Growing up in and around New Orleans, I celebrated January 6 as the opening of carnival season, the several weeks of hedonism that lead up to Mardi Gras, Fat Tuesday, which precedes Ash Wednesday and the long, bleak penances of Lent. We went to church, and we ate a king cake, a ring of sweet brioche covered in several inches of sparkling purple, green, and gold sugar, with a plastic baby tucked somewhere inside. If you get the piece with the baby, you have to buy the next cake. You eat a lot of cake during carnival.
I knew all this was somehow tied up with Jesus, in that tangled web of sacred and profane that is Louisiana Catholicism. I knew that the baby in the cake was the baby in the manger and the king of the cake spoke to the king of creation and the three wise kings who came to his manger bearing gifts. I knew it, somehow, even if I couldn’t have told you.
Now, I know all about Epiphany and its historical significance. Excuse my pedantry, but this is one of the oldest feasts of the church, predating the celebration of the nativity. We now focus exclusively on the three wise men presenting the infant Christ with his kingly gifts, but in the historic church, we used to include his baptism and presentation and the wedding at Cana.
These feasts are all part of Christmas—which is still happening, according to the old ways, until the feast of the Presentation of the Lord on February 2—a prolonged celebration of God made manifest.
Emmanuel, God with us.
And all the liturgical feasts and solemnities of the season speak of our amazement to find him here among us, in our flesh, in our world. The three wise men find him by the stars. Simeon recognizes Him as the Messiah and says he can finally die happy. John the Baptist watches a dove descend from heaven and hears a voice cry, “This is my beloved son.” And at Cana, some lucky wedding guests witnessed his first public miracle, when he saved the party by turning some water into the very best wine.
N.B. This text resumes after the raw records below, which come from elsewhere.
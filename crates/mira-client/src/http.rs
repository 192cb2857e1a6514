//! Authenticated request executor.
//!
//! Wraps outbound requests with JSON headers, bearer-token injection,
//! and a single transparent re-authentication cycle on 401:
//!
//! ```text
//! Sending -> Success | Api | Network
//! Sending(401, auth) -> Refreshing -> RetrySending -> Success | Api | Network
//!                                  -> RefreshFailed -> SessionExpired
//! ```
//!
//! At most one refresh-and-retry cycle runs per logical call; a 401 on
//! the retry is terminal. Concurrent 401s coalesce onto a single
//! in-flight refresh instead of each hitting the refresh endpoint.

use crate::config::ClientConfig;
use crate::error::{ClientError, ClientResult, UNKNOWN_ERROR_CODE};
use crate::token::TokenManager;
use mira_core::TokenPair;
use reqwest::header::CONTENT_TYPE;
use reqwest::{Method, Response, StatusCode};
use serde::de::DeserializeOwned;
use serde::{Deserialize, Serialize};
use std::sync::Arc;
use tokio::sync::Mutex;
use tracing::{debug, warn};

/// Whether a request participates in bearer auth and 401 recovery.
#[derive(Debug, Clone, Copy, PartialEq, Eq)]
pub enum Auth {
    /// Attach the access token when present; attempt refresh on 401.
    Required,
    /// Never attach an Authorization header, regardless of stored tokens.
    None,
}

#[derive(Debug, Serialize)]
struct RefreshRequest {
    refresh_token: String,
}

#[derive(Debug, Default, Deserialize)]
struct ApiErrorBody {
    #[serde(default)]
    error: Option<String>,
    #[serde(default)]
    message: Option<String>,
}

/// HTTP client for the copy-trading REST API.
///
/// Cheap to clone; clones share the connection pool, token manager,
/// and refresh gate.
#[derive(Clone)]
pub struct ApiClient {
    http: reqwest::Client,
    config: ClientConfig,
    tokens: TokenManager,
    /// Single-flight gate: concurrent 401s queue here so only one
    /// refresh call reaches the backend.
    refresh_gate: Arc<Mutex<()>>,
}

impl ApiClient {
    /// Create a client with an in-memory token store.
    pub fn new(config: ClientConfig) -> ClientResult<Self> {
        Self::with_tokens(config, TokenManager::in_memory())
    }

    /// Create a client over an existing token manager (e.g. file-backed).
    pub fn with_tokens(config: ClientConfig, tokens: TokenManager) -> ClientResult<Self> {
        let http = reqwest::Client::builder()
            .timeout(config.timeout())
            .build()
            .map_err(|e| ClientError::HttpClient(format!("failed to build HTTP client: {e}")))?;

        Ok(Self {
            http,
            config,
            tokens,
            refresh_gate: Arc::new(Mutex::new(())),
        })
    }

    pub fn tokens(&self) -> &TokenManager {
        &self.tokens
    }

    pub fn config(&self) -> &ClientConfig {
        &self.config
    }

    pub(crate) fn http_client(&self) -> &reqwest::Client {
        &self.http
    }

    fn url(&self, path: &str) -> String {
        format!("{}{}", self.config.api_url(), path)
    }

    // Convenience wrappers used by the endpoint modules.

    pub(crate) async fn get<T: DeserializeOwned>(&self, path: &str) -> ClientResult<T> {
        self.request(Method::GET, path, None::<&()>, Auth::Required)
            .await
    }

    pub(crate) async fn get_public<T: DeserializeOwned>(&self, path: &str) -> ClientResult<T> {
        self.request(Method::GET, path, None::<&()>, Auth::None)
            .await
    }

    pub(crate) async fn post<B, T>(&self, path: &str, body: &B) -> ClientResult<T>
    where
        B: Serialize + ?Sized,
        T: DeserializeOwned,
    {
        self.request(Method::POST, path, Some(body), Auth::Required)
            .await
    }

    pub(crate) async fn post_public<B, T>(&self, path: &str, body: &B) -> ClientResult<T>
    where
        B: Serialize + ?Sized,
        T: DeserializeOwned,
    {
        self.request(Method::POST, path, Some(body), Auth::None)
            .await
    }

    pub(crate) async fn post_empty<T: DeserializeOwned>(&self, path: &str) -> ClientResult<T> {
        self.request(Method::POST, path, None::<&()>, Auth::Required)
            .await
    }

    pub(crate) async fn patch<B, T>(&self, path: &str, body: &B) -> ClientResult<T>
    where
        B: Serialize + ?Sized,
        T: DeserializeOwned,
    {
        self.request(Method::PATCH, path, Some(body), Auth::Required)
            .await
    }

    pub(crate) async fn delete<T: DeserializeOwned>(&self, path: &str) -> ClientResult<T> {
        self.request(Method::DELETE, path, None::<&()>, Auth::Required)
            .await
    }

    /// Form-encoded POST outside the bearer-auth path (OAuth2 login).
    pub(crate) async fn post_form<F, T>(&self, path: &str, form: &F) -> ClientResult<T>
    where
        F: Serialize + ?Sized,
        T: DeserializeOwned,
    {
        let response = self
            .http
            .post(self.url(path))
            .form(form)
            .send()
            .await
            .map_err(ClientError::Network)?;
        handle_response(response).await
    }

    /// Execute one logical request, including the 401 recovery cycle.
    pub(crate) async fn request<B, T>(
        &self,
        method: Method,
        path: &str,
        body: Option<&B>,
        auth: Auth,
    ) -> ClientResult<T>
    where
        B: Serialize + ?Sized,
        T: DeserializeOwned,
    {
        let url = self.url(path);
        let used_token = match auth {
            Auth::Required => self.tokens.access_token(),
            Auth::None => None,
        };

        let response = self
            .send(method.clone(), &url, body, used_token.as_deref())
            .await?;

        if response.status() == StatusCode::UNAUTHORIZED && auth == Auth::Required {
            debug!(%url, "401 received, attempting token refresh");
            let fresh = self.refresh_access_token(used_token.as_deref()).await?;
            // Exactly one retry. Another 401 here surfaces as an API
            // error rather than a second refresh cycle.
            let retry = self.send(method, &url, body, Some(&fresh)).await?;
            return handle_response(retry).await;
        }

        handle_response(response).await
    }

    async fn send<B: Serialize + ?Sized>(
        &self,
        method: Method,
        url: &str,
        body: Option<&B>,
        bearer: Option<&str>,
    ) -> ClientResult<Response> {
        let mut request = self
            .http
            .request(method, url)
            .header(CONTENT_TYPE, "application/json");
        if let Some(token) = bearer {
            request = request.bearer_auth(token);
        }
        if let Some(body) = body {
            request = request.json(body);
        }
        request.send().await.map_err(ClientError::Network)
    }

    /// Exchange the refresh token for a new pair, coalescing concurrent
    /// attempts. `used_token` is the access token the failed request
    /// carried; if the stored token already differs, another task
    /// refreshed while we waited on the gate and its result is reused.
    async fn refresh_access_token(&self, used_token: Option<&str>) -> ClientResult<String> {
        let _guard = self.refresh_gate.lock().await;

        if let Some(current) = self.tokens.access_token() {
            if used_token != Some(current.as_str()) {
                debug!("Reusing token refreshed by a concurrent request");
                return Ok(current);
            }
        }

        let Some(refresh_token) = self.tokens.refresh_token() else {
            self.expire_session();
            return Err(ClientError::SessionExpired);
        };

        let url = format!("{}/auth/refresh", self.config.api_url());
        let result = self
            .http
            .post(&url)
            .json(&RefreshRequest { refresh_token })
            .send()
            .await;

        let response = match result {
            Ok(r) if r.status().is_success() => r,
            Ok(r) => {
                warn!(status = r.status().as_u16(), "Token refresh rejected");
                self.expire_session();
                return Err(ClientError::SessionExpired);
            }
            Err(e) => {
                warn!(error = %e, "Token refresh request failed");
                self.expire_session();
                return Err(ClientError::SessionExpired);
            }
        };

        let pair: TokenPair = match response.json().await {
            Ok(pair) => pair,
            Err(e) => {
                warn!(error = %e, "Token refresh response unparseable");
                self.expire_session();
                return Err(ClientError::SessionExpired);
            }
        };

        let access = pair.access_token.clone();
        self.tokens.set_tokens(pair)?;
        debug!("Token refresh succeeded");
        Ok(access)
    }

    /// Clear tokens on terminal auth failure. The presence channel
    /// flips to unauthenticated, which drives the login redirect in
    /// consumers. A failing store cannot make the session *more*
    /// authenticated, so clear errors are logged and dropped here.
    fn expire_session(&self) {
        if let Err(e) = self.tokens.clear() {
            warn!(error = %e, "Failed to clear tokens on session expiry");
        }
    }
}

/// Map a response to a typed success or error.
async fn handle_response<T: DeserializeOwned>(response: Response) -> ClientResult<T> {
    let status = response.status();

    if !status.is_success() {
        let reason = status
            .canonical_reason()
            .unwrap_or("An error occurred")
            .to_string();
        let body = response.bytes().await.map_err(ClientError::Network)?;
        let parsed: ApiErrorBody = serde_json::from_slice(&body).unwrap_or_default();
        return Err(ClientError::Api {
            code: parsed.error.unwrap_or_else(|| UNKNOWN_ERROR_CODE.to_string()),
            message: parsed.message.unwrap_or(reason),
            status: status.as_u16(),
        });
    }

    // 204 carries no body; deserialize unit/Option targets from null
    // instead of attempting a JSON parse.
    if status == StatusCode::NO_CONTENT {
        return serde_json::from_value(serde_json::Value::Null)
            .map_err(|e| ClientError::HttpClient(format!("empty response for typed call: {e}")));
    }

    response.json().await.map_err(ClientError::Network)
}
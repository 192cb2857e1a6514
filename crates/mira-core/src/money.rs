//! Precision-safe monetary type.
//!
//! Uses `rust_decimal` for exact decimal arithmetic, avoiding
//! floating-point rounding errors in balances, allocations, and PnL.

use rust_decimal::Decimal;
use serde::{Deserialize, Serialize};
use std::fmt;
use std::ops::{Add, Div, Mul, Sub};
use std::str::FromStr;

/// Monetary amount with exact decimal precision.
///
/// Wraps `Decimal` to provide type safety and prevent mixing
/// amounts with unrelated numeric values (percentages, counts).
#[derive(Debug, Clone, Copy, PartialEq, Eq, PartialOrd, Ord, Hash, Serialize, Deserialize)]
#[serde(transparent)]
pub struct Amount(pub Decimal);

impl Amount {
    pub const ZERO: Self = Self(Decimal::ZERO);

    #[inline]
    pub fn new(value: Decimal) -> Self {
        Self(value)
    }

    #[inline]
    pub fn inner(&self) -> Decimal {
        self.0
    }

    #[inline]
    pub fn is_zero(&self) -> bool {
        self.0.is_zero()
    }

    #[inline]
    pub fn is_positive(&self) -> bool {
        self.0.is_sign_positive() && !self.0.is_zero()
    }

    #[inline]
    pub fn is_negative(&self) -> bool {
        self.0.is_sign_negative() && !self.0.is_zero()
    }

    /// Apply a percentage (e.g., a performance fee of `10` takes 10%).
    #[inline]
    pub fn pct(&self, percentage: Decimal) -> Self {
        Self(self.0 * percentage / Decimal::from(100))
    }

    /// Round to a currency's display precision (2 decimal places).
    #[inline]
    pub fn round_display(&self) -> Self {
        Self(self.0.round_dp(2))
    }
}

impl fmt::Display for Amount {
    fn fmt(&self, f: &mut fmt::Formatter<'_>) -> fmt::Result {
        write!(f, "{}", self.0)
    }
}

impl FromStr for Amount {
    type Err = rust_decimal::Error;

    fn from_str(s: &str) -> Result<Self, Self::Err> {
        Ok(Self(s.parse()?))
    }
}

impl From<Decimal> for Amount {
    fn from(d: Decimal) -> Self {
        Self(d)
    }
}

impl Add for Amount {
    type Output = Self;

    fn add(self, rhs: Self) -> Self::Output {
        Self(self.0 + rhs.0)
    }
}

impl Sub for Amount {
    type Output = Self;

    fn sub(self, rhs: Self) -> Self::Output {
        Self(self.0 - rhs.0)
    }
}

impl Mul<Decimal> for Amount {
    type Output = Self;

    fn mul(self, rhs: Decimal) -> Self::Output {
        Self(self.0 * rhs)
    }
}

impl Div<Decimal> for Amount {
    type Output = Self;

    fn div(self, rhs: Decimal) -> Self::Output {
        Self(self.0 / rhs)
    }
}

#[cfg(test)]
mod tests {
    use super::*;
    use rust_decimal_macros::dec;

    #[test]
    fn test_pct() {
        let pnl = Amount::new(dec!(250));
        let fee = pnl.pct(dec!(10));
        assert_eq!(fee.0, dec!(25));
    }

    #[test]
    fn test_round_display() {
        let a = Amount::new(dec!(10.0151));
        assert_eq!(a.round_display().0, dec!(10.02));
    }

    #[test]
    fn test_sign_checks() {
        assert!(Amount::new(dec!(1)).is_positive());
        assert!(Amount::new(dec!(-1)).is_negative());
        assert!(Amount::ZERO.is_zero());
        assert!(!Amount::ZERO.is_positive());
    }
}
Awe, wonder, feasting. I’m pretty good at those Epiphany-type things.
But there’s another story of recognizing God among us, and it’s a story of fear and cowardice. I’m pretty good at those things too.
Herod didn’t see the coming of Christ as a good thing; he saw it as a threat to his comfort and security and power. This new king might take something from him he didn’t want to give. So even as he feasts and wonders—it’s Herod who sends the wise men, after all—he destroys. We celebrate that feast day too, the Feast of Holy Innocents, December 28, when we remember all the baby boys Herod murdered out of fear of losing his place in the world. By remembering them, we remember the Herods among us too. There’s definitely some Herod in me, living from fear and self-protection, not wonder and love.
“At some point we’re going to lose our lives,” my parish priest said in his Epiphany homily. He wasn’t talking about big-D Death, but the countless little-d deaths we experience in our lifetimes. Those deaths that strip away what we so desperately don’t want to lose, and yet, somehow, tend to result in the most mysterious gains.
Epiphany tells us to wear our lives lightly. To welcome or at least expect the little d-deaths with expectation and wonder at our little r-resurrections. To be like Simeon, who saw God among us and said, I can go in peace. To be like John the Baptist, who said I must decrease, and he must increase. To understand, as Jesus said, that losing my life means gaining it.
And this is the story of Mardi Gras, too. It’s often derided as a feast of debauchery now totally void of any Christian significance, but as someone whose spirituality was deeply formed by those parties on the streets of my hometown, I want to tell you that’s just not true. It’s all tangled up down there, like everything else. A beautiful mess of God and man and sanctity and sin. But above all, carnival always speaks to me of the persistent joy of epiphany, of God among us, of our days with the bridegroom before he is taken. During these weeks we celebrate a God of abundance and a God of humanity. A God who wears this same flesh, whose wounds we can touch.
But I should use the past tense. I haven’t properly celebrated Mardi Gras since I left home in Louisiana, and though my sweet friend sent me a king cake all the way to Northern Michigan, it may be all the carnival I’ll get this year. And so Carnival and epiphany, those joyous seasons, are also times of mourning for me. I bite into the Haydel’s bakery king cake the UPS man delivered in a blizzard, and close my eyes, let childhood and joy rush back to me first, then homesickness, then fear. What if I can never go back?
This is a little d-death I may never fully embrace, and my Herod heart trembles even as I stand in church and sing Emmanuel, God with us, even here, in the blowing snow and the bitter cold, a thousand miles from home.